Todo parecía hasta ese momento normal, hasta que comenzaba una especie de jugueteo burlesco con los muertos y con sus órganos. Numerosas veces hasta llegó a practicar la necrofilia con algunos cadáveres que le provocaron. Facturaba un récord muy personal, de las medidas de los órganos genitales y de los senos y nalgas de las damas; y también de los miembros viriles de cada varón adulto, con sus nombres y edades registradas, para luego repasarlas después del almuerzo y confirmar así, quién hasta los momentos llevaba la mejor clasificación por tamaños y medidas.

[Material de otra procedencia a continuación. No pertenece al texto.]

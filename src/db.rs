// Copyright (c) 2025 Soumyadip Sarkar.
// All rights reserved.
//
// This source code is licensed under the license found in the
// LICENSE file in the root directory of this source tree.

use anyhow::{Context, Result};
use directories::ProjectDirs;
use once_cell::sync::Lazy;
use rusqlite::Connection;
use std::fs;
use std::path::{Path, PathBuf};

static APP: Lazy<(&str, &str, &str)> =
    Lazy::new(|| ("com.alphavelocity", "Ledgerclip", "ledgerclip"));

pub fn db_path() -> Result<PathBuf> {
    let proj = ProjectDirs::from(APP.0, APP.1, APP.2)
        .context("Could not determine platform-specific data dir")?;
    let data_dir = proj.data_dir();
    fs::create_dir_all(data_dir).context("Failed to create data dir")?;
    Ok(data_dir.join("ledgerclip.sqlite"))
}

pub fn open_or_init() -> Result<Connection> {
    let path = db_path()?;
    open_at(&path)
}

pub fn open_at(path: &Path) -> Result<Connection> {
    let mut conn =
        Connection::open(path).with_context(|| format!("Open DB at {}", path.display()))?;
    init_schema(&mut conn)?;
    Ok(conn)
}

/// In-memory database with the full schema; used by the test suites.
pub fn open_in_memory() -> Result<Connection> {
    let mut conn = Connection::open_in_memory().context("Open in-memory DB")?;
    init_schema(&mut conn)?;
    Ok(conn)
}

fn init_schema(conn: &mut Connection) -> Result<()> {
    conn.execute_batch(
        r#"
    PRAGMA foreign_keys = ON;

    CREATE TABLE IF NOT EXISTS settings(
        key TEXT PRIMARY KEY,
        value TEXT NOT NULL
    );

    CREATE TABLE IF NOT EXISTS categories(
        id INTEGER PRIMARY KEY AUTOINCREMENT,
        user_id TEXT NOT NULL,
        name TEXT NOT NULL,
        kind TEXT NOT NULL CHECK(kind IN ('income','expense')),
        icon TEXT,
        UNIQUE(user_id, name)
    );

    CREATE TABLE IF NOT EXISTS savings_goals(
        id INTEGER PRIMARY KEY AUTOINCREMENT,
        user_id TEXT NOT NULL,
        name TEXT NOT NULL,
        target_amount TEXT NOT NULL,
        current_amount TEXT NOT NULL DEFAULT '0',
        target_date TEXT,
        created_at TEXT NOT NULL DEFAULT (datetime('now'))
    );

    -- amount is always positive; direction lives in kind. goal_id links the
    -- savings entries written by contribute/withdraw and is nulled when the
    -- goal goes away so history survives goal deletion.
    CREATE TABLE IF NOT EXISTS transactions(
        id INTEGER PRIMARY KEY AUTOINCREMENT,
        user_id TEXT NOT NULL,
        category_id INTEGER,
        goal_id INTEGER,
        amount TEXT NOT NULL,
        kind TEXT NOT NULL CHECK(kind IN
            ('income','expense','transfer','savings','savings-withdrawal','investment')),
        description TEXT,
        date TEXT NOT NULL,
        created_at TEXT NOT NULL DEFAULT (datetime('now')),
        FOREIGN KEY(category_id) REFERENCES categories(id),
        FOREIGN KEY(goal_id) REFERENCES savings_goals(id) ON DELETE SET NULL
    );
    CREATE INDEX IF NOT EXISTS idx_transactions_user_date ON transactions(user_id, date);

    CREATE TABLE IF NOT EXISTS budgets(
        id INTEGER PRIMARY KEY AUTOINCREMENT,
        user_id TEXT NOT NULL,
        category_id INTEGER,
        name TEXT NOT NULL,
        limit_amount TEXT NOT NULL,
        period TEXT NOT NULL CHECK(period IN ('weekly','monthly','yearly')),
        start_date TEXT NOT NULL,
        end_date TEXT,
        created_at TEXT NOT NULL DEFAULT (datetime('now')),
        FOREIGN KEY(category_id) REFERENCES categories(id)
    );

    CREATE TABLE IF NOT EXISTS recurring_payments(
        id INTEGER PRIMARY KEY AUTOINCREMENT,
        user_id TEXT NOT NULL,
        name TEXT NOT NULL,
        amount TEXT NOT NULL,
        category_id INTEGER,
        frequency TEXT NOT NULL CHECK(frequency IN ('daily','weekly','monthly','yearly')),
        start_date TEXT NOT NULL,
        end_date TEXT,
        next_payment TEXT NOT NULL,
        created_at TEXT NOT NULL DEFAULT (datetime('now')),
        FOREIGN KEY(category_id) REFERENCES categories(id)
    );
    CREATE INDEX IF NOT EXISTS idx_recurring_next ON recurring_payments(user_id, next_payment);
    "#,
    )?;
    Ok(())
}
// Copyright (c) 2025 Soumyadip Sarkar.
// All rights reserved.
//
// This source code is licensed under the license found in the
// LICENSE file in the root directory of this source tree.

use anyhow::{Context, Result};
use chrono::NaiveDate;
use comfy_table::{presets::UTF8_FULL, Cell, Table};
use rusqlite::{params, Connection, OptionalExtension};
use rust_decimal::Decimal;

pub fn parse_date(s: &str) -> Result<NaiveDate> {
    NaiveDate::parse_from_str(s, "%Y-%m-%d")
        .with_context(|| format!("Invalid date '{}', expected YYYY-MM-DD", s))
}

pub fn parse_month(s: &str) -> Result<(i32, u32)> {
    let d = NaiveDate::parse_from_str(&format!("{}-01", s), "%Y-%m-%d")
        .with_context(|| format!("Invalid month '{}', expected YYYY-MM", s))?;
    use chrono::Datelike;
    Ok((d.year(), d.month()))
}

pub fn parse_decimal(s: &str) -> Result<Decimal> {
    s.parse::<Decimal>()
        .with_context(|| format!("Invalid decimal '{}'", s))
}

pub fn fmt_amount(d: &Decimal) -> String {
    format!("{:.2}", d.round_dp(2))
}

pub fn pretty_table(headers: &[&str], rows: Vec<Vec<String>>) -> Table {
    let mut t = Table::new();
    t.load_preset(UTF8_FULL);
    t.set_header(headers.iter().map(|h| Cell::new(*h)));
    for r in rows {
        t.add_row(r.into_iter().map(Cell::new));
    }
    t
}

pub fn id_for_category(conn: &Connection, user_id: &str, name: &str) -> Result<i64> {
    let mut stmt = conn.prepare("SELECT id FROM categories WHERE user_id=?1 AND name=?2")?;
    let id: i64 = stmt
        .query_row(params![user_id, name], |r| r.get(0))
        .with_context(|| format!("Category '{}' not found", name))?;
    Ok(id)
}

// Active user settings
pub fn get_active_user(conn: &Connection) -> Result<String> {
    let v: Option<String> = conn
        .query_row(
            "SELECT value FROM settings WHERE key='active_user'",
            [],
            |r| r.get(0),
        )
        .optional()?;
    Ok(v.unwrap_or_else(|| "default".to_string()))
}

pub fn set_active_user(conn: &Connection, user_id: &str) -> Result<()> {
    conn.execute(
        "INSERT INTO settings(key, value) VALUES('active_user', ?1)
         ON CONFLICT(key) DO UPDATE SET value=excluded.value",
        params![user_id],
    )?;
    Ok(())
}

/// Whole months between today and a goal's target date, using the average
/// 30.44-day month, floored at zero for past or absent dates.
pub fn months_remaining(target_date: Option<NaiveDate>, today: NaiveDate) -> i64 {
    let Some(target) = target_date else {
        return 0;
    };
    let days = (target - today).num_days();
    if days <= 0 {
        return 0;
    }
    (days as f64 / 30.44).ceil() as i64
}

pub fn maybe_print_json<T: serde::Serialize>(
    json_flag: bool,
    jsonl_flag: bool,
    v: &T,
) -> Result<bool> {
    if json_flag {
        println!("{}", serde_json::to_string_pretty(v)?);
        return Ok(true);
    }
    if jsonl_flag {
        // If v is an array, stream each element; else stream single line
        let val = serde_json::to_value(v)?;
        if let Some(arr) = val.as_array() {
            for item in arr {
                println!("{}", serde_json::to_string(item)?);
            }
        } else {
            println!("{}", serde_json::to_string(&val)?);
        }
        return Ok(true);
    }
    Ok(false)
}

Una noche como de costumbre, despachó temprano a su ayudante, para que no le viera en su faena. Cerró la puerta con doble seguro, y se dispuso a trabajar sobre el único muerto que le había llegado. El cuerpo le pareció familiar, y pensó que posiblemente se debía al parecido común con algún otro cadáver que habían pasado por sus manos en trabajos anteriores. Por lo que omitió el asunto.

Se trataba de un hombre corpulento de unos cincuenta y dos años de edad, de piel blanca salpicada con pecas hasta los brazos, con medida de uno ochenta centímetros de estatura. Lo habían llevado con una herida punzo penetrante en el abdomen, lo que produjo su muerte. Y así estaba aún como fue llevado, arropado con una sábana hasta la cabeza, enviado desde la morgue central, y como siempre, desarropó el cadáver, enrollando la sábana hasta el cuello, para comenzar su labor.

Luego de terminar su ritual acostumbrado, se dispuso a revisar la cara del fallecido para ver si necesitaba afeitado, o para culminar cualquier pormenor que le faltara. Levantó con descuidado gesto el resto de la sábana e inmediatamente, al ver el rostro del fallecido, retrocedió con un salto de susto, su corazón lo sintió grueso latiendo en su garganta y sus manos temblorosas se posaron abiertas sobre su cabeza palidecida.

Se encontraba frente a su propia cara. Detalle a detalle pudo observarse fielmente retratado en aquel hombre muerto, como si fuera una fotografía de él mismo dormido. Hasta la misma barba y bigotes canosos,y los lunares faciales, estaban justo en su santo lugar, pero en la cara de su doble. Pensó que estaba siendo victima de un castigo de la naturaleza, derivada de su irreverencia acostumbrada hacía la vida y la muerte. Se tapó los oídos y gritó muy fuerte.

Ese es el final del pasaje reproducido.